The structural slope area adjoins high-quality source rocks. The organic-rich shale in the Upper and Lower Bakken Formation is widely developed (Nordeng and Helms 2010), and maturity is the key factor controlling its hydrocarbon generation capacity. Thus, the high-maturity area in the basin center is considered as hydrocarbon generation center. The high-production tight oil area of the Bakken Formation is precisely located at the slope which is the edge of the hydrocarbon generation center. Reservoir space is relatively developed in the structural slope area. In general, the slope area is closer to provenience and is featured by higher granularity and better reservoir capacity. The sediment of Bakken Formation mainly comes from the north east. The sedimentary thickness and the siltstone proportion in the middle Bakken Formation increase to the north east. The middle Bakken Formation in the south west mainly consists of dolomite (Sonnenberg and Pramudito 2009). Small-scale “lithologic-stratigraphic traps” often develop in the structural slope area. These “traps” are sweet spots for tight oil development, which can significantly increase tight oil production. In addition, a number of low-amplitude structural traps are developed in the slope area, which is favorable for fracture development (Sonnenberg et al. 2011). Of course, there are also other possible factors that need to be further researched.

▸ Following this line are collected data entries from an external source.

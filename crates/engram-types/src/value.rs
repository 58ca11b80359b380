//! The canonical typed value union.
//!
//! Every property stored on a frame is one of these variants.  Untyped caller
//! input never crosses into a frame directly; it is coerced into a [`Value`]
//! first (see `engram-schema`).
//!
//! # Wire shape
//!
//! Values serialize with an adjacent tag so that every variant survives a
//! round trip through any storage backend without tag loss:
//!
//! ```json
//! { "t": "integer", "v": 42 }
//! { "t": "float",   "v": 3.1 }
//! { "t": "list",    "v": [ { "t": "string", "v": "a" } ] }
//! ```

use std::collections::BTreeMap;

use chrono::{DateTime, Utc};
use serde::{Deserialize, Serialize};

/// A canonical typed property value.
///
/// `Set` is represented as an insertion-ordered, exactly de-duplicated
/// vector rather than a hash set: values contain floats and therefore cannot
/// be `Eq + Hash`, and callers observe set members in the order they were
/// first supplied.
#[derive(Debug, Clone, PartialEq, Serialize, Deserialize)]
#[serde(tag = "t", content = "v", rename_all = "lowercase")]
pub enum Value {
    String(String),
    Integer(i64),
    Float(f64),
    Boolean(bool),
    Timestamp(DateTime<Utc>),
    List(Vec<Value>),
    Set(Vec<Value>),
    Map(BTreeMap<String, Value>),
}

impl Value {
    /// Stable name of this value's type tag (used in override logs and in
    /// coercion error messages).
    pub fn tag_name(&self) -> &'static str {
        match self {
            Value::String(_) => "string",
            Value::Integer(_) => "integer",
            Value::Float(_) => "float",
            Value::Boolean(_) => "boolean",
            Value::Timestamp(_) => "timestamp",
            Value::List(_) => "list",
            Value::Set(_) => "set",
            Value::Map(_) => "map",
        }
    }

    /// `true` when `other` carries the same type tag as `self`.
    pub fn same_tag(&self, other: &Value) -> bool {
        self.tag_name() == other.tag_name()
    }

    /// `true` for the scalar variants (everything except list/set/map).
    pub fn is_scalar(&self) -> bool {
        !matches!(self, Value::List(_) | Value::Set(_) | Value::Map(_))
    }

    /// Borrow the inner string when this is a `String` value.
    pub fn as_str(&self) -> Option<&str> {
        match self {
            Value::String(s) => Some(s),
            _ => None,
        }
    }

    /// Render a scalar value as display text (used for relationship targets
    /// and procedural steps supplied as non-string scalars).
    pub fn scalar_to_text(&self) -> Option<String> {
        match self {
            Value::String(s) => Some(s.clone()),
            Value::Integer(i) => Some(i.to_string()),
            Value::Float(f) => Some(f.to_string()),
            Value::Boolean(b) => Some(b.to_string()),
            Value::Timestamp(ts) => Some(ts.to_rfc3339()),
            Value::List(_) | Value::Set(_) | Value::Map(_) => None,
        }
    }
}
//! `engram-types` – Shared Data Model.
//!
//! The vocabulary every other `engram` crate speaks: memory kinds, the
//! canonical typed [`Value`] union, the stored [`Frame`] record, the
//! loosely-typed [`RawEntity`] input shape, and the full error taxonomy.
//!
//! # Modules
//!
//! - [`value`] – [`Value`][value::Value]: the tagged union every stored
//!   property is coerced into.  Serialized with an adjacent tag so that a
//!   `Float` written to disk always reads back as a `Float`, never a string.
//! - [`frame`] – [`Frame`][frame::Frame] / [`FrameMetadata`][frame::FrameMetadata]:
//!   the atomic stored memory record (one entity, one kind) together with its
//!   bookkeeping metadata (timestamps, confidence, revision counter).
//! - [`entity`] – [`RawEntity`][entity::RawEntity]: the untrusted key/value
//!   input shape accepted from callers and NL-extraction collaborators alike.
//! - [`error`] – the error taxonomy: validation, coercion and storage errors
//!   plus the top-level [`StoreError`][error::StoreError].

pub mod entity;
pub mod error;
pub mod frame;
pub mod value;

pub use entity::RawEntity;
pub use error::{CoercionError, FieldError, StorageError, StoreError, ValidationError};
pub use frame::{Frame, FrameMetadata, Kind};
pub use value::Value;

In the Gulf Basin Eagle Ford tight oil play, Permian Basin Wolfcamp tight oil play, and some other plays, the drilled wells are all distributed in the basin slope area (Hart Energy 2014).

6 Conclusions

  1. (1)

    Tight oil is most prolific in North America, South America, Africa, and Russia, mainly in foreland basins, craton basins (Paleozoic strata), and continental rift basins (Mesozoic strata). Tight oil resources mainly accumulate in Upper Silurian–Middle Ordovician, Upper Devonian–Lower Carboniferous, Permian, Lower Jurassic, Cretaceous, and Oligocene–Miocene, which are well correlated with the six sets of high-quality source rocks globally. Tight reservoirs adjacent to or in the high-quality source rocks are favorable targets for tight oil exploration.

  2. (2)

    According to the spatial relationships between reservoir rocks and high-quality source rocks, the tight oil plays can be classified into eight types. These are above-source plays, below-source plays, between-source plays, beside-source plays, in-source plays, in-source mud-dominated plays, in-source mud-subordinated plays, and interbedded-source plays. Between-source, above-source, and in-source mud-subordinated plays are the most favorable types, which are the dominant plays in existing major producing areas and the favorable exploration areas. In contrast, in-source mud-dominated, in-source, and below-source plays are less prospective for development.

  3. (3)

    The structural gentle-slope areas with favorable play types are the favorable zones for tight oil development because the structural slope areas are generally characterized by proximity to the mature source rocks, relatively better reservoir space, weak structural activities, and more “sweet spots”.